That is a completely valid point. I started to investigate flakies for exactly 
the same reason, if you remember the thread that I started a while ago. It was 
later abandoned unfortunately, because I’ve run into a few issues:

- We nailed down that in order to release 3.5 stable, we have to make sure it’s 
not worse than 3.4 by comparing the builds: but these builds are not 
comparable, because 3.4 tests running single threaded while 3.5 multithreaded 
showing problems which might also exist on 3.4, 

- Neither of them running C++ tests for some reason, but that’s not really an 
issue here,

- Looks like tests on 3.5 is just as solid as on 3.4, because running them on a 
dedicated, single threaded environment show almost all tests succeeding,

- I think the root cause of failing unit tests could be one (or more) of the 
following:
        a) Environmental: Jenkins slave gets overloaded with other builds and 
multithreaded test running makes things even worse: starving JDK threads and ZK 
instances (both clients and servers) are unable to operate
        b) Conceptional: ZK unit tests were not designed to run on multiple 
threads: I investigated the unique port assignment feature which is looking 
good, but there could be other possible gaps which makes them unreliable when 
running simultaneously. 
        c) Bad testing: testing ZK in the wrong way, making bad assumption 
(e.g. not syncing clients), etc.
        d) Bug in the server.

I feel that finding case d) with these tests is super hard, because a test 
report doesn’t give any information on what could go wrong with ZooKeeper.

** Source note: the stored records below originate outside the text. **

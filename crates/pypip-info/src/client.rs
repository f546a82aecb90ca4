//! HTTP client wrapper with rate limiting

use crate::error::{Error, Result};
use governor::{Quota, RateLimiter};
use std::num::NonZeroU32;
use std::sync::Arc;
use std::time::Duration;

/// Rate limiter shared by every request to one registry
pub type RegistryRateLimiter = Arc<
    RateLimiter<governor::state::NotKeyed, governor::state::InMemoryState, governor::clock::DefaultClock>,
>;

/// HTTP client wrapper for registry requests with optional rate limiting
#[derive(Debug, Clone)]
pub struct HttpClient {
    client: reqwest::Client,
    rate_limiter: Option<RegistryRateLimiter>,
}

impl HttpClient {
    /// Create a new HTTP client without rate limiting
    pub fn new() -> Result<Self> {
        Ok(Self {
            client: build_client()?,
            rate_limiter: None,
        })
    }

    /// Create a new HTTP client with rate limiting
    ///
    /// # Arguments
    ///
    /// * `requests_per_second` - Maximum requests per second (PyPI asks for restraint; 1 is the default)
    pub fn with_rate_limit(requests_per_second: u32) -> Result<Self> {
        let per_second = NonZeroU32::new(requests_per_second)
            .ok_or_else(|| Error::other("requests_per_second must be at least 1"))?;
        let rate_limiter = Arc::new(RateLimiter::direct(Quota::per_second(per_second)));

        Ok(Self {
            client: build_client()?,
            rate_limiter: Some(rate_limiter),
        })
    }

    async fn wait_for_rate_limit(&self) {
        if let Some(limiter) = &self.rate_limiter {
            limiter.until_ready().await;
        }
    }

    async fn get(&self, url: &str) -> Result<reqwest::Response> {
        self.wait_for_rate_limit().await;
        tracing::debug!(url, "GET");

        let response = self.client.get(url).send().await?;
        let status = response.status();

        if status == reqwest::StatusCode::TOO_MANY_REQUESTS {
            return Err(Error::RateLimitExceeded(url.to_string()));
        }
        if !status.is_success() {
            return Err(Error::HttpStatus {
                status: status.as_u16(),
                url: url.to_string(),
            });
        }
        Ok(response)
    }

    /// Make a GET request and deserialize the JSON response
    pub async fn get_json<T: serde::de::DeserializeOwned>(&self, url: &str) -> Result<T> {
        let json = self.get(url).await?.json().await?;
        Ok(json)
    }

    /// Make a GET request and return the response text
    pub async fn get_text(&self, url: &str) -> Result<String> {
        let text = self.get(url).await?.text().await?;
        Ok(text)
    }
}

fn build_client() -> Result<reqwest::Client> {
    let client = reqwest::Client::builder()
        .user_agent(format!("pypip/{}", env!("CARGO_PKG_VERSION")))
        .timeout(Duration::from_secs(30))
        .build()?;
    Ok(client)
}
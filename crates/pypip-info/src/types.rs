//! Core domain types for package information

use chrono::{DateTime, Utc};
use serde::{Deserialize, Serialize};
use std::collections::BTreeMap;

/// Package information from PyPI
#[derive(Debug, Clone, Serialize, Deserialize)]
pub struct PackageInfo {
    /// Package name as published
    pub name: String,
    /// Latest final release (falls back to PyPI's `info.version`)
    pub version: String,
    /// One-line summary
    pub summary: Option<String>,
    /// Long description
    pub description: Option<String>,
    /// MIME type of the description (`text/markdown`, `text/x-rst`, ...)
    pub description_content_type: Option<String>,
    /// License text or identifier
    pub license: Option<String>,
    /// `Requires-Python` constraint
    pub requires_python: Option<String>,
    /// Author name or email
    pub author: Option<String>,
    /// Homepage URL
    pub homepage: Option<String>,
    /// GitHub repository, when one of the project URLs points there
    pub repository: Option<RepositoryUrl>,
    /// Labelled project URLs
    pub project_urls: BTreeMap<String, String>,
    /// Upload time of the latest release files
    pub released_at: Option<DateTime<Utc>>,
    /// Number of published releases
    pub release_count: usize,
}

impl PackageInfo {
    /// True when the description is markdown
    pub fn has_markdown_description(&self) -> bool {
        self.description_content_type
            .as_deref()
            .is_some_and(|ct| ct.starts_with("text/markdown"))
    }
}

/// Every published version of a package
#[derive(Debug, Clone, PartialEq, Eq, Serialize, Deserialize)]
pub struct PackageVersions {
    /// Package name as published
    pub name: String,
    /// Versions in ascending PEP 440 order
    pub versions: Vec<String>,
    /// One-line summary
    pub summary: Option<String>,
}

impl PackageVersions {
    /// Highest final release, if any
    pub fn latest(&self) -> Option<&str> {
        pypip_deps::latest_final(self.versions.iter().map(String::as_str))
    }
}

/// One row of a registry search
#[derive(Debug, Clone, PartialEq, Eq, Serialize, Deserialize)]
pub struct SearchHit {
    /// Package name
    pub name: String,
    /// Latest version shown by the registry
    pub version: String,
    /// Short description
    pub description: String,
    /// When the shown version was released
    pub released_at: Option<DateTime<Utc>>,
}

/// Parsed repository URL information
#[derive(Debug, Clone, PartialEq, Eq, Serialize, Deserialize)]
pub struct RepositoryUrl {
    /// Repository owner/organization
    pub owner: String,
    /// Repository name
    pub repo: String,
    /// Full repository URL
    pub url: String,
}

impl RepositoryUrl {
    /// Create a new RepositoryUrl
    pub fn new(owner: impl Into<String>, repo: impl Into<String>, url: impl Into<String>) -> Self {
        Self {
            owner: owner.into(),
            repo: repo.into(),
            url: url.into(),
        }
    }
}
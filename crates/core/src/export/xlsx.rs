//! XLSX export
//!
//! Writes the detail table as a single-sheet workbook with a bold header
//! row. The workbook bytes are base64 encoded into the generic
//! [`ExportResult`]; callers that write files directly can use
//! [`XlsxExporter::workbook_bytes`].

use base64::Engine as _;
use base64::engine::general_purpose::STANDARD as BASE64;
use rust_xlsxwriter::{Format, Workbook};

use super::{ExportError, ExportResult};
use crate::table::{Cell, DetailTable};

/// XLSX exporter for detail tables
#[derive(Debug, Clone)]
pub struct XlsxExporter {
    sheet_name: String,
}

impl Default for XlsxExporter {
    fn default() -> Self {
        Self {
            sheet_name: "Measurements".to_string(),
        }
    }
}

impl XlsxExporter {
    pub fn new() -> Self {
        Self::default()
    }

    pub fn sheet_name(mut self, name: impl Into<String>) -> Self {
        self.sheet_name = name.into();
        self
    }

    /// Render a detail table as base64-encoded workbook bytes
    pub fn export(&self, table: &DetailTable) -> Result<ExportResult, ExportError> {
        let bytes = self.workbook_bytes(table)?;
        Ok(ExportResult {
            content: BASE64.encode(&bytes),
            format: "xlsx".to_string(),
        })
    }

    /// Render a detail table as raw workbook bytes
    pub fn workbook_bytes(&self, table: &DetailTable) -> Result<Vec<u8>, ExportError> {
        let mut workbook = Workbook::new();
        let worksheet = workbook.add_worksheet();
        worksheet
            .set_name(self.sheet_name.as_str())
            .map_err(|e| ExportError::ExportError(e.to_string()))?;

        let header_format = Format::new().set_bold();
        for (col, header) in DetailTable::HEADERS.iter().enumerate() {
            worksheet
                .write_string_with_format(0, col as u16, *header, &header_format)
                .map_err(|e| ExportError::ExportError(e.to_string()))?;
        }

        for (index, row) in table.rows.iter().enumerate() {
            let row_num = (index + 1) as u32;
            for (col, cell) in row.cells().into_iter().enumerate() {
                let col_num = col as u16;
                let written = match cell {
                    Cell::Empty => Ok(&mut *worksheet),
                    Cell::Text(s) => worksheet.write_string(row_num, col_num, s),
                    Cell::Integer(n) => worksheet.write_number(row_num, col_num, n as f64),
                    Cell::Number(v) => worksheet.write_number(row_num, col_num, v),
                    Cell::Bool(b) => worksheet.write_boolean(row_num, col_num, b),
                };
                written.map_err(|e| ExportError::ExportError(e.to_string()))?;
            }
        }

        workbook
            .save_to_buffer()
            .map_err(|e| ExportError::ExportError(e.to_string()))
    }
}

#[cfg(test)]
mod tests {
    use super::*;
    use crate::import::ReportParser;
    use crate::table::TableOptions;

    #[test]
    fn test_workbook_bytes_are_a_zip() {
        let text = "\
円1  円(最小二乗法)  点数  (8)  内側
X-値_円1  X  12.503  12.500  0.050  0.001  0.003
";
        let result = ReportParser::new().parse(text);
        let table = DetailTable::from_report(&result.report, &TableOptions::default());

        let bytes = XlsxExporter::new().workbook_bytes(&table).unwrap();
        // XLSX is a ZIP container.
        assert_eq!(&bytes[..4], b"PK\x03\x04");
    }

    #[test]
    fn test_base64_content_decodes() {
        let table = DetailTable::default();
        let result = XlsxExporter::new().export(&table).unwrap();
        assert_eq!(result.format, "xlsx");
        let bytes = BASE64.decode(result.content.as_bytes()).unwrap();
        assert_eq!(&bytes[..2], b"PK");
    }
}
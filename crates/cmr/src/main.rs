//! cmr - CLI for CMM measurement report operations

mod commands;
mod error;
mod output;

use std::process::ExitCode;

use clap::{Parser, Subcommand};

use commands::{check, export, parse};

#[derive(Parser)]
#[command(name = "cmr", version, about = "CMM measurement report toolkit")]
struct Cli {
    #[command(subcommand)]
    command: Commands,
}

#[derive(Subcommand)]
enum Commands {
    /// Parse a report and print a summary
    Parse(parse::ParseArgs),
    /// Export a report as CSV, XLSX or JSON
    Export(export::ExportArgs),
    /// Evaluate tolerances and report violations
    Check(check::CheckArgs),
}

fn main() -> ExitCode {
    tracing_subscriber::fmt()
        .with_env_filter(tracing_subscriber::EnvFilter::from_default_env())
        .with_writer(std::io::stderr)
        .init();

    let cli = Cli::parse();
    let outcome = match &cli.command {
        Commands::Parse(args) => parse::handle_parse(args),
        Commands::Export(args) => export::handle_export(args),
        Commands::Check(args) => check::handle_check(args),
    };

    match outcome {
        Ok(code) => code,
        Err(e) => {
            eprintln!("Error: {}", e);
            ExitCode::FAILURE
        }
    }
}
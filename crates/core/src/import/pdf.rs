//! PDF report import
//!
//! Extracts the text layer of a measurement report PDF and feeds it to the
//! report parser. Scanned (image-only) PDFs yield no text and are rejected
//! as empty documents.

use std::path::Path;

use tracing::debug;

use super::parser::{ParserOptions, ReportParser};
use super::{ImportError, ImportResult};

/// PDF importer - extracts text and parses it as a measurement report
#[derive(Debug, Clone, Default)]
pub struct PdfImporter {
    options: ParserOptions,
}

impl PdfImporter {
    pub fn new() -> Self {
        Self::default()
    }

    pub fn with_options(options: ParserOptions) -> Self {
        Self { options }
    }

    /// Import a report from in-memory PDF bytes
    pub fn import_bytes(&self, bytes: &[u8]) -> Result<ImportResult, ImportError> {
        let text =
            pdf_extract::extract_text_from_mem(bytes).map_err(|e| ImportError::Pdf(e.to_string()))?;
        debug!(chars = text.len(), "extracted PDF text");

        if text.trim().is_empty() {
            return Err(ImportError::EmptyDocument);
        }

        Ok(ReportParser::with_options(self.options.clone()).parse(&text))
    }

    /// Import a report from a PDF file, recording the file name as the
    /// report source
    pub fn import_path(&self, path: &Path) -> Result<ImportResult, ImportError> {
        let bytes = std::fs::read(path)?;
        let mut result = self.import_bytes(&bytes)?;
        result.report.source = path
            .file_name()
            .map(|name| name.to_string_lossy().into_owned());
        Ok(result)
    }
}
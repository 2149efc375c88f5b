//! Japanese label romanization
//!
//! Maps the Japanese vocabulary of Zeiss-style reports onto ASCII labels
//! for downstream tools that cannot handle CJK text. Replacement runs
//! longest-match-first so compound terms (基準円) win over their parts
//! (基準, 円). Characters with no mapping degrade to `X`.

use once_cell::sync::Lazy;
use regex::Regex;

/// Term replacements, ordered longest-first
const REPLACEMENTS: &[(&str, &str)] = &[
    ("基本座標系", "Basic_Coordinate_System"),
    ("座標系", "Coordinate_System"),
    ("基準円", "Reference_Circle"),
    ("最小二乗法", "Least_Squares"),
    ("ﾃﾞｰﾀﾑ", "Datum"),
    ("基準", "Reference"),
    ("測定", "Measurement"),
    ("点数", "Point_Count"),
    ("直線", "Line"),
    ("平面", "Plane"),
    ("内側", "Inside"),
    ("外側", "Outside"),
    ("公差", "Tolerance"),
    ("偏差", "Deviation"),
    ("形状", "Form"),
    ("円", "Circle"),
    ("線", "Line"),
    ("値", "Value"),
    ("軸", "Axis"),
    ("１", "1"),
    ("２", "2"),
    ("３", "3"),
    ("４", "4"),
    ("５", "5"),
    ("６", "6"),
    ("７", "7"),
    ("８", "8"),
    ("９", "9"),
    ("０", "0"),
];

static REFERENCE_CIRCLE_INDEX: Lazy<Regex> =
    Lazy::new(|| Regex::new(r"Reference_Circle(\d+)").unwrap());
static CIRCLE_INDEX: Lazy<Regex> = Lazy::new(|| Regex::new(r"Circle(\d+)").unwrap());
static PLANE_INDEX: Lazy<Regex> = Lazy::new(|| Regex::new(r"Plane(\d+)").unwrap());
static LINE_INDEX: Lazy<Regex> = Lazy::new(|| Regex::new(r"Line(\d+)").unwrap());
static AXIS_VALUE: Lazy<Regex> = Lazy::new(|| Regex::new(r"([XYZ])-Value_").unwrap());

/// Romanize a report label into ASCII
pub fn romanize(text: &str) -> String {
    let mut out = text.to_string();

    for (japanese, english) in REPLACEMENTS {
        out = out.replace(japanese, english);
    }

    // Separate element indices: Circle1 -> Circle_1
    out = REFERENCE_CIRCLE_INDEX
        .replace_all(&out, "Reference_Circle_$1")
        .into_owned();
    out = CIRCLE_INDEX.replace_all(&out, "Circle_$1").into_owned();
    out = PLANE_INDEX.replace_all(&out, "Plane_$1").into_owned();
    out = LINE_INDEX.replace_all(&out, "Line_$1").into_owned();
    // X-Value_... -> X_Value_...
    out = AXIS_VALUE.replace_all(&out, "${1}_Value_").into_owned();

    // Anything still non-ASCII has no mapping
    out.chars()
        .map(|c| if c.is_ascii() { c } else { 'X' })
        .collect()
}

More 
or less guessing is your only option.

Finding c) is a little bit easier, I’m trying to submit patches on them and 
hopefully making some progress.

The huge pain in the arse though are a) and b): people desperately keep 
commenting “please retest this” on github to get a green build while testing is 
going in a direction to hide real problems: I mean people started not to care 
about a failing build, because “it must be some flaky unrelated to my patch”. 
Which is bad, but the shame is it’s true 90% percent of cases.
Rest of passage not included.